Paper No. 13
Presentation Time: 11:35 AM
HOW WILL EARTH'S SURFACE EVOLVE IN THE "ANTHROPOCENE"?
The need for new, transformative research about the future of Earth’s surface in light of increasing human interactions is urgent and lies at the center of recent national reports. The 2009 GEOVision
report of the National Science Foundation (NSF) recognized that humans are no longer a negligible influence on Earth’s system, and in fact, have emerged as the dominant agent of change at Earth’s surface. In Landscapes on the Edge: New Horizons for Research on Earth’s Surface
(2010), the National Research Council (NRC) identified a Grand Challenge in: “How will Earth’s surface evolve in the “Anthropocene”? — suggesting a need to account explicitly for human-process interactions in understanding and predicting change on Earth’s surface in the new era. The challenge calls for development of new theories and predictive capacity for human-landscape systems, requiring new conceptual frameworks, methods, and team-based collaborations linking across the geosciences, biological sciences, social sciences, and engineering. Such interdisciplinary studies of Earth’s surface processes were also a primary recommendation in NRC’s 2011 report, New Research Opportunities in the Earth Sciences,
including development of models of the active role of humans in landscape change.

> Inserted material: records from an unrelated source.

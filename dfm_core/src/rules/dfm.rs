//! DocFX extensions: file inclusion, callouts, sections, video embeds and
//! cross references.

use regex::Captures;
use regex::Regex;

use super::BlockRule;
use super::InlineRule;
use super::compile;
use crate::BlockKind;
use crate::BlockToken;
use crate::Context;
use crate::DfmResult;
use crate::IncludeDirective;
use crate::InlineKind;
use crate::InlineToken;
use crate::SourceCursor;
use crate::parser::Parser;

const INCLUDE_TARGET: &str = r#"\[((?:[^\[\]\n]|\[[^\[\]\n]*\])*)\]\([ \t]*(<[^>\n]*>|[^\s)]+)(?:[ \t]+"[^"\n]*"|[ \t]+'[^'\n]*')?[ \t]*\)\]"#;

fn include_directive(captures: &Captures<'_>, raw: &str) -> Option<IncludeDirective> {
	let title = captures.get(2).map_or("", |m| m.as_str());
	let path = captures.get(3).map_or("", |m| m.as_str());
	let path = path
		.strip_prefix('<')
		.and_then(|inner| inner.strip_suffix('>'))
		.unwrap_or(path)
		.trim();
	if path.is_empty() {
		return None;
	}

	Some(IncludeDirective {
		title: title.to_string(),
		path: path.to_string(),
		raw: raw.trim_end().to_string(),
	})
}

/// `[!include[title](path)]` on a line of its own.
pub struct IncludeBlockRule {
	pattern: Regex,
}

impl IncludeBlockRule {
	pub fn new() -> DfmResult<Self> {
		let pattern = format!(r"(?i)^\[!include(\+)?{INCLUDE_TARGET}[ \t]*(?:\n+|$)");

		Ok(Self {
			pattern: compile("include_block", &pattern)?,
		})
	}
}

impl BlockRule for IncludeBlockRule {
	fn name(&self) -> &'static str {
		"include_block"
	}

	fn try_match(
		&self,
		_parser: &Parser,
		_context: &Context,
		source: &mut SourceCursor<'_>,
	) -> DfmResult<Option<BlockToken>> {
		let Some(captures) = self.pattern.captures(source.remaining()) else {
			return Ok(None);
		};
		let Some(directive) = include_directive(&captures, &captures[0]) else {
			return Ok(None);
		};
		let (_, position) = source.consume(captures[0].len());

		Ok(Some(BlockToken::new(
			self.name(),
			position,
			BlockKind::Include(directive),
		)))
	}
}

/// `[!include[title](path)]` within a line of text.
pub struct IncludeInlineRule {
	pattern: Regex,
}

impl IncludeInlineRule {
	pub fn new() -> DfmResult<Self> {
		let pattern = format!(r"(?i)^\[!include(-)?{INCLUDE_TARGET}");

		Ok(Self {
			pattern: compile("include_inline", &pattern)?,
		})
	}
}

impl InlineRule for IncludeInlineRule {
	fn name(&self) -> &'static str {
		"include_inline"
	}

	fn try_match(
		&self,
		_parser: &Parser,
		_context: &Context,
		source: &mut SourceCursor<'_>,
	) -> DfmResult<Option<InlineToken>> {
		let Some(captures) = self.pattern.captures(source.remaining()) else {
			return Ok(None);
		};
		let Some(directive) = include_directive(&captures, &captures[0]) else {
			return Ok(None);
		};
		let (_, position) = source.consume(captures[0].len());

		Ok(Some(InlineToken::new(
			self.name(),
			position,
			InlineKind::Include(directive),
		)))
	}
}

/// `[!NOTE]` and friends. Only valid at the start of quoted content; the
/// blockquote rule moves the following blocks into the note. Text after the
/// marker on the same line opens the note body.
pub struct NoteRule {
	pattern: Regex,
}

impl NoteRule {
	pub fn new() -> DfmResult<Self> {
		Ok(Self {
			pattern: compile(
				"note",
				r"(?i)^\[!(NOTE|TIP|WARNING|IMPORTANT|CAUTION)\](?:[ \t]*(?:\n+|$)|[ \t]+)",
			)?,
		})
	}
}

impl BlockRule for NoteRule {
	fn name(&self) -> &'static str {
		"note"
	}

	fn try_match(
		&self,
		_parser: &Parser,
		context: &Context,
		source: &mut SourceCursor<'_>,
	) -> DfmResult<Option<BlockToken>> {
		if !context.is(Context::IS_BLOCK_QUOTE) {
			return Ok(None);
		}
		let Some(captures) = self.pattern.captures(source.remaining()) else {
			return Ok(None);
		};
		let kind = captures[1].to_ascii_uppercase();
		let (_, position) = source.consume(captures[0].len());

		Ok(Some(BlockToken::new(
			self.name(),
			position,
			BlockKind::Note {
				kind,
				children: Vec::new(),
			},
		)))
	}
}

/// `[!div class="..."]` containers inside block quotes.
pub struct SectionRule {
	pattern: Regex,
}

impl SectionRule {
	pub fn new() -> DfmResult<Self> {
		Ok(Self {
			pattern: compile("section", r"(?i)^\[!div(?:[ \t]+([^\]\n]*))?\][ \t]*(?:\n+|$)")?,
		})
	}
}

impl BlockRule for SectionRule {
	fn name(&self) -> &'static str {
		"section"
	}

	fn try_match(
		&self,
		_parser: &Parser,
		context: &Context,
		source: &mut SourceCursor<'_>,
	) -> DfmResult<Option<BlockToken>> {
		if !context.is(Context::IS_BLOCK_QUOTE) {
			return Ok(None);
		}
		let Some(captures) = self.pattern.captures(source.remaining()) else {
			return Ok(None);
		};
		let attributes = captures
			.get(1)
			.map_or_else(String::new, |m| m.as_str().trim().to_string());
		let (_, position) = source.consume(captures[0].len());

		Ok(Some(BlockToken::new(
			self.name(),
			position,
			BlockKind::Section {
				attributes,
				children: Vec::new(),
			},
		)))
	}
}

/// `[!Video https://...]` embeds inside block quotes.
pub struct VideoRule {
	pattern: Regex,
}

impl VideoRule {
	pub fn new() -> DfmResult<Self> {
		Ok(Self {
			pattern: compile("video", r"(?i)^\[!video[ \t]+([^\]\s]+)\][ \t]*(?:\n+|$)")?,
		})
	}
}

impl BlockRule for VideoRule {
	fn name(&self) -> &'static str {
		"video"
	}

	fn try_match(
		&self,
		_parser: &Parser,
		context: &Context,
		source: &mut SourceCursor<'_>,
	) -> DfmResult<Option<BlockToken>> {
		if !context.is(Context::IS_BLOCK_QUOTE) {
			return Ok(None);
		}
		let Some(captures) = self.pattern.captures(source.remaining()) else {
			return Ok(None);
		};
		let url = captures[1].to_string();
		let (_, position) = source.consume(captures[0].len());

		Ok(Some(BlockToken::new(
			self.name(),
			position,
			BlockKind::Video { url },
		)))
	}
}

/// `<xref:uid>`.
pub struct XrefAutoRule {
	pattern: Regex,
}

impl XrefAutoRule {
	pub fn new() -> DfmResult<Self> {
		Ok(Self {
			pattern: compile("xref_auto", r"^<xref:([^\s<>]+)>")?,
		})
	}
}

impl InlineRule for XrefAutoRule {
	fn name(&self) -> &'static str {
		"xref_auto"
	}

	fn try_match(
		&self,
		_parser: &Parser,
		_context: &Context,
		source: &mut SourceCursor<'_>,
	) -> DfmResult<Option<InlineToken>> {
		let Some(captures) = self.pattern.captures(source.remaining()) else {
			return Ok(None);
		};
		let uid = captures[1].to_string();
		let (raw, position) = source.consume(captures[0].len());

		Ok(Some(InlineToken::new(
			self.name(),
			position,
			InlineKind::Xref {
				uid,
				raw: raw.to_string(),
			},
		)))
	}
}

/// `@uid` and `@"uid with spaces"`.
pub struct XrefShortRule {
	pattern: Regex,
}

impl XrefShortRule {
	pub fn new() -> DfmResult<Self> {
		Ok(Self {
			pattern: compile(
				"xref_short",
				r#"^@(?:"([^"\n]+)"|'([^'\n]+)'|([A-Za-z](?:[\w.\-*#?`()]*[\w*#`()])?))"#,
			)?,
		})
	}
}

impl InlineRule for XrefShortRule {
	fn name(&self) -> &'static str {
		"xref_short"
	}

	fn try_match(
		&self,
		_parser: &Parser,
		_context: &Context,
		source: &mut SourceCursor<'_>,
	) -> DfmResult<Option<InlineToken>> {
		let Some(captures) = self.pattern.captures(source.remaining()) else {
			return Ok(None);
		};
		let Some(uid) = captures
			.get(1)
			.or_else(|| captures.get(2))
			.or_else(|| captures.get(3))
			.map(|m| m.as_str().to_string())
		else {
			return Ok(None);
		};
		let (raw, position) = source.consume(captures[0].len());

		Ok(Some(InlineToken::new(
			self.name(),
			position,
			InlineKind::Xref {
				uid,
				raw: raw.to_string(),
			},
		)))
	}
}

This paper summarizes recent efforts directed toward meeting the grand challenge identified for Earth’s changing surface in the “Anthropocene.” A 2010 interdisciplinary workshop, sponsored by NSF, focused on developing key questions and integrative themes for advancing understanding of human-landscape systems. Key questions identified from a range of disciplinary perspectives produced four integrative research themes — thresholds/tipping points, time scales and time lags, spatial scales and boundaries, feedback loops — serving as potential focal points around which theory can be built for human-landscape systems. A conceptual framework initiated at the workshop further links impacts and feedbacks, as well as past legacies of human activities with present processes. This framework is illustrated with examples from several Earth surface environments.